A differentiable function on Euclidean Space compatible with scalar multiplication is a linear map

It's probably phrased in a confusing amount of 'generality'. All that we need is differentiability at $0$. Hence, let $Df(0)$ be the linear map given by the total derivative at $0$. All we need to argue is that $f(x)=Df(0)x$ for all $x$.
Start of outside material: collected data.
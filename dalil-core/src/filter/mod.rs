//! Catalog Filter Engine
//!
//! Reconciles free-text search, quick search, and the three facets
//! (type, status, digitization) into one ordered result set.
//!
//! # Semantics
//!
//! A record is visible when it satisfies every constraint at once:
//!
//! ```text
//! search ∧ quick_search ∧ (type = ∅ ∨ type) ∧ (status = ∅ ∨ status) ∧ (digitization = ∅ ∨ digitization)
//! ```
//!
//! Search fields match case-insensitively against title, description and
//! category; an empty field matches everything. Text is not trimmed, so a
//! single space is a literal needle. A facet set to `"all"` or `""` is
//! unconstrained; unknown facet values simply match nothing.
//!
//! The visible set is computed lazily and cached; every setter drops the
//! cache, so reads always reflect the latest write.

mod facet;
mod sort;

pub use facet::{
    facet_options, normalize_facet_value, Facet, FacetOption, FacetSelection, FilterUpdate,
    ALL_SENTINEL,
};
pub use sort::{SortDirection, SortField, SortSpec};

use once_cell::unsync::OnceCell;
use tracing::{debug, trace};

use crate::catalog::{Catalog, CatalogRecord};

/// Owns the catalog plus the current filter and sort selections
#[derive(Debug)]
pub struct FilterEngine {
    catalog: Catalog,
    selection: FacetSelection,
    sort: Option<SortSpec>,
    /// Catalog positions of visible records, in display order
    visible: OnceCell<Vec<usize>>,
}

impl FilterEngine {
    /// Start a session with every facet unconstrained and no sort
    pub fn new(catalog: Catalog) -> Self {
        Self {
            catalog,
            selection: FacetSelection::default(),
            sort: None,
            visible: OnceCell::new(),
        }
    }

    /// Constrain one facet; `None` or `"all"` clears it
    pub fn set_facet(&mut self, facet: Facet, value: Option<&str>) {
        let value = normalize_facet_value(value);
        debug!(facet = %facet, value = ?value, "Facet changed");
        *self.selection.slot_mut(facet) = value;
        self.invalidate();
    }

    /// Set the main search field
    pub fn set_search_text(&mut self, text: impl Into<String>) {
        self.selection.search_text = text.into();
        debug!(search = %self.selection.search_text, "Search text changed");
        self.invalidate();
    }

    /// Set the quick search field, ANDed with the main search
    pub fn set_quick_search_text(&mut self, text: impl Into<String>) {
        self.selection.quick_search_text = text.into();
        debug!(quick_search = %self.selection.quick_search_text, "Quick search changed");
        self.invalidate();
    }

    /// Apply the filter dialog's payload
    ///
    /// Keys absent from the update leave their facet untouched.
    pub fn apply_filter_update(&mut self, update: &FilterUpdate) {
        for (facet, value) in update.entries() {
            self.set_facet(facet, Some(value));
        }
    }

    /// Replace the active ordering; `None` restores catalog order
    pub fn apply_sort(&mut self, spec: Option<SortSpec>) {
        debug!(sort = ?spec.map(|s| s.to_string()), "Sort changed");
        self.sort = spec;
        self.invalidate();
    }

    /// Back to the session-start state
    pub fn reset(&mut self) {
        self.selection = FacetSelection::default();
        self.sort = None;
        self.invalidate();
    }

    /// Records satisfying every active constraint, in display order
    pub fn visible_records(&self) -> Vec<&CatalogRecord> {
        let records = self.catalog.records();
        self.visible_positions()
            .iter()
            .map(|&position| &records[position])
            .collect()
    }

    /// Number of visible records, without materializing them
    pub fn count(&self) -> usize {
        self.visible_positions().len()
    }

    pub fn selection(&self) -> &FacetSelection {
        &self.selection
    }

    pub fn sort(&self) -> Option<SortSpec> {
        self.sort
    }

    pub fn catalog(&self) -> &Catalog {
        &self.catalog
    }

    fn invalidate(&mut self) {
        self.visible = OnceCell::new();
    }

    fn visible_positions(&self) -> &[usize] {
        self.visible.get_or_init(|| self.recompute())
    }

    fn recompute(&self) -> Vec<usize> {
        let records = self.catalog.records();

        let mut positions: Vec<usize> = if self.selection.is_unconstrained() {
            (0..records.len()).collect()
        } else {
            records
                .iter()
                .enumerate()
                .filter(|(_, record)| self.selection.matches(record))
                .map(|(position, _)| position)
                .collect()
        };

        // Stable sort: ties keep catalog order
        if let Some(spec) = &self.sort {
            positions.sort_by(|&a, &b| spec.compare(&records[a], &records[b]));
        }

        trace!(
            visible = positions.len(),
            total = records.len(),
            "Recomputed visible set"
        );
        positions
    }
}
//! Dalil - browse administrative procedures and legal texts from the terminal

use anyhow::{Context, Result};
use clap::{Parser, ValueEnum};
use std::path::PathBuf;
use tracing::debug;
use tracing_subscriber::EnvFilter;

use dalil_core::{Catalog, DalilConfig};

mod catalog_cli;

use catalog_cli::CatalogCommand;

/// Log levels
#[derive(Debug, Clone, ValueEnum)]
enum LogLevel {
    Error,
    Warn,
    Info,
    Debug,
    Trace,
}

impl LogLevel {
    fn to_filter_directive(&self) -> &'static str {
        match self {
            LogLevel::Error => "error",
            LogLevel::Warn => "warn",
            LogLevel::Info => "info",
            LogLevel::Debug => "debug",
            LogLevel::Trace => "trace",
        }
    }
}

#[derive(Parser, Debug)]
#[clap(
    name = "dalil",
    about = "Search, filter and consult administrative procedures and legal texts",
    version
)]
struct Cli {
    #[clap(subcommand)]
    command: CatalogCommand,

    /// Catalog file (YAML or JSON); overrides the configured catalog
    #[clap(long, global = true)]
    catalog: Option<PathBuf>,

    /// Configuration file (defaults to .dalil/config.yaml, then the global config)
    #[clap(long, global = true)]
    config: Option<PathBuf>,

    /// Set log level
    #[clap(long, default_value = "warn", global = true)]
    log_level: LogLevel,

    /// Emit logs as JSON
    #[clap(long, global = true)]
    log_json: bool,
}

/// Initialize tracing from CLI flags
///
/// Logs always go to stderr so stdout stays clean for `--json` output.
fn initialize_tracing(log_level: &LogLevel, json: bool) {
    let filter = EnvFilter::new(log_level.to_filter_directive());

    if json {
        tracing_subscriber::fmt()
            .json()
            .with_env_filter(filter)
            .with_target(true)
            .with_writer(std::io::stderr)
            .init();
    } else {
        tracing_subscriber::fmt()
            .with_env_filter(filter)
            .with_target(false)
            .with_writer(std::io::stderr)
            .init();
    }
}

fn load_catalog(explicit: Option<PathBuf>, config: &DalilConfig) -> Result<Catalog> {
    match explicit.or_else(|| config.catalog.clone()) {
        Some(path) => Catalog::load(&path)
            .with_context(|| format!("Failed to load catalog from {}", path.display())),
        None => {
            debug!("No catalog configured, using built-in procedures");
            Ok(Catalog::sample_procedures())
        }
    }
}

fn main() -> Result<()> {
    let cli = Cli::parse();

    initialize_tracing(&cli.log_level, cli.log_json);

    let config = DalilConfig::load(cli.config.as_deref()).context("Failed to load configuration")?;
    let catalog = load_catalog(cli.catalog, &config)?;

    cli.command.execute(catalog, &config)
}
use std::ffi::c_void;
use std::num::NonZeroUsize;
use std::ptr::NonNull;

use log::debug;
use nix::sys::mman::{self, MapFlags};

use super::Protection;
use crate::{Error, Result};

/// A private anonymous mapping obtained from `mmap`, unmapped on drop.
///
/// This is the region type for the pure-mmap probes: the mapping can be
/// created with any [`Protection`] combination up front, or created
/// read-write and re-protected in place afterwards.
pub struct AnonymousMapping {
    ptr: NonNull<c_void>,
    len: usize,
}

impl AnonymousMapping {
    /// Map `len` bytes of fresh anonymous memory with protection `prot`.
    ///
    /// # Errors
    /// Returns [`Error::EmptyRegion`] for a zero length and [`Error::Os`]
    /// when the kernel refuses the mapping (for instance a W^X policy
    /// rejecting `rwx` outright).
    pub fn new(len: usize, prot: Protection) -> Result<AnonymousMapping> {
        let length = NonZeroUsize::new(len).ok_or(Error::EmptyRegion)?;
        let ptr = unsafe { mman::mmap_anonymous(None, length, prot.into(), MapFlags::MAP_PRIVATE) }
            .map_err(|errno| Error::os("mmap", errno))?;

        debug!("mapped {len} anonymous bytes at {:p} ({prot})", ptr.as_ptr());
        Ok(AnonymousMapping { ptr, len })
    }

    /// Change the protection of the whole mapping in place.
    ///
    /// # Errors
    /// Returns [`Error::Os`] when the kernel rejects the change.
    pub fn protect(&mut self, prot: Protection) -> Result<()> {
        debug!("re-protecting mapping at {:p} to {prot}", self.ptr.as_ptr());
        unsafe { mman::mprotect(self.ptr, self.len, prot.into()) }
            .map_err(|errno| Error::os("mprotect", errno))
    }

    /// Copy `bytes` to the start of the mapping.
    ///
    /// The mapping must currently be writable; probes that drop the write
    /// bit do so after copying.
    ///
    /// # Panics
    /// Panics if `bytes` does not fit in the mapping.
    pub fn copy_from_slice(&mut self, bytes: &[u8]) {
        assert!(bytes.len() <= self.len);
        unsafe {
            std::ptr::copy_nonoverlapping(bytes.as_ptr(), self.ptr.as_ptr().cast(), bytes.len());
        }
    }

    /// Start of the mapping.
    #[must_use]
    pub fn as_ptr(&self) -> *const u8 {
        self.ptr.as_ptr().cast()
    }

    /// Length of the mapping in bytes.
    #[must_use]
    pub fn len(&self) -> usize {
        self.len
    }

    /// Whether the mapping is empty. It never is; `new` rejects that.
    #[must_use]
    pub fn is_empty(&self) -> bool {
        self.len == 0
    }
}

impl Drop for AnonymousMapping {
    fn drop(&mut self) {
        // Nothing actionable on failure; the mapping dies with the process
        // anyway.
        if let Err(errno) = unsafe { mman::munmap(self.ptr, self.len) } {
            debug!("munmap failed during drop: {errno}");
        }
    }
}
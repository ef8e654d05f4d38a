use std::io::Write;

use serde::Serialize;

use execprobe::Probe;

use crate::app::GlobalOptions;

/// The result record for `--json` output.
#[derive(Debug, Serialize)]
pub struct ProbeReport {
    pub mode: String,
    pub region: &'static str,
    pub returned: u64,
}

/// Announce which region is about to be executed.
///
/// Printed and flushed before the jump so the line is on screen even when
/// the probe dies on a fault; the fault handler's report then completes the
/// picture. JSON mode stays silent here and emits one record at the end.
pub fn announce(probe: Probe, opts: &GlobalOptions) -> anyhow::Result<()> {
    if !opts.json {
        print!("Executing machine code from '{}': ", probe.region());
        std::io::stdout().flush()?;
    }
    Ok(())
}

/// Report the value the payload returned.
pub fn report(probe: Probe, returned: u64, opts: &GlobalOptions) -> anyhow::Result<()> {
    if opts.json {
        let record = ProbeReport {
            mode: probe.to_string(),
            region: probe.region(),
            returned,
        };
        println!("{}", serde_json::to_string(&record)?);
    } else {
        println!("executed successfully ({returned}).");
    }
    Ok(())
}
use std::fmt;

use bitflags::bitflags;
use nix::sys::mman::ProtFlags;

bitflags! {
    #[derive(Debug, Clone, Copy, PartialEq, Eq)]
    /// Protection bits requested for a probe region.
    ///
    /// Converted to [`ProtFlags`] at the mmap/mprotect boundary and rendered
    /// as `rwx`-style strings in logs and labels.
    pub struct Protection: u8 {
        /// The region may be read.
        const READ = 0b001;
        /// The region may be written.
        const WRITE = 0b010;
        /// The region may be executed.
        const EXECUTE = 0b100;
    }
}

impl Protection {
    /// Read + write, what freshly obtained memory normally carries.
    pub const RW: Protection = Protection::READ.union(Protection::WRITE);

    /// Read + write + execute.
    pub const RWX: Protection = Protection::RW.union(Protection::EXECUTE);

    /// Whether the execute bit is set.
    #[must_use]
    pub fn executable(self) -> bool {
        self.contains(Protection::EXECUTE)
    }
}

impl From<Protection> for ProtFlags {
    fn from(prot: Protection) -> ProtFlags {
        let mut flags = ProtFlags::PROT_NONE;
        if prot.contains(Protection::READ) {
            flags |= ProtFlags::PROT_READ;
        }
        if prot.contains(Protection::WRITE) {
            flags |= ProtFlags::PROT_WRITE;
        }
        if prot.contains(Protection::EXECUTE) {
            flags |= ProtFlags::PROT_EXEC;
        }
        flags
    }
}

impl fmt::Display for Protection {
    fn fmt(&self, f: &mut fmt::Formatter<'_>) -> fmt::Result {
        let r = if self.contains(Protection::READ) { 'r' } else { '-' };
        let w = if self.contains(Protection::WRITE) { 'w' } else { '-' };
        let x = if self.contains(Protection::EXECUTE) { 'x' } else { '-' };
        write!(f, "{r}{w}{x}")
    }
}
Let $x\in \mathbb{R}^n\setminus \{0\}$ and note that for all $\lambda \in \mathbb{R}\setminus \{0\}$

$$ f(x)=\lambda f\left(\frac{x}{\lambda}\right)=\lambda\left( Df(0)\frac{x}{\lambda}+o\left(\left\|\frac{x}{\lambda}\right\|\right)\right)=Df(0)x+\varepsilon\left(x/\lambda\right)\|x\|, $$ where $\varepsilon$ is some function with the property that $\lim_{\|y\|\to 0}\varepsilon(y)=0.$ However, the left-hand side is completely independent of $\lambda$, so we get that

$$ f(x)=Df(0)x+\lim_{\lambda\to \infty}\varepsilon(x/\lambda)\|x\|=Df(0)x $$

First observe that $f(0)=0$. Now fix $x,y\in \Bbb{R}^n$. For every positive $\lambda$ we know: $$ f(x+y) -f(x)-f(y)=\frac{\lambda(f(x+y) -f(x)-f(y))}{\lambda}=\frac{f(\lambda(x+y)) -f(\lambda x)-f(\lambda y)}{\lambda}$$ This shows the function $\lambda \to\frac{f(\lambda(x+y)) -f(\lambda x)-f(\lambda y)}{\lambda}$ defined for positive $\lambda$ is constant. What about its limit as $\lambda \to 0$?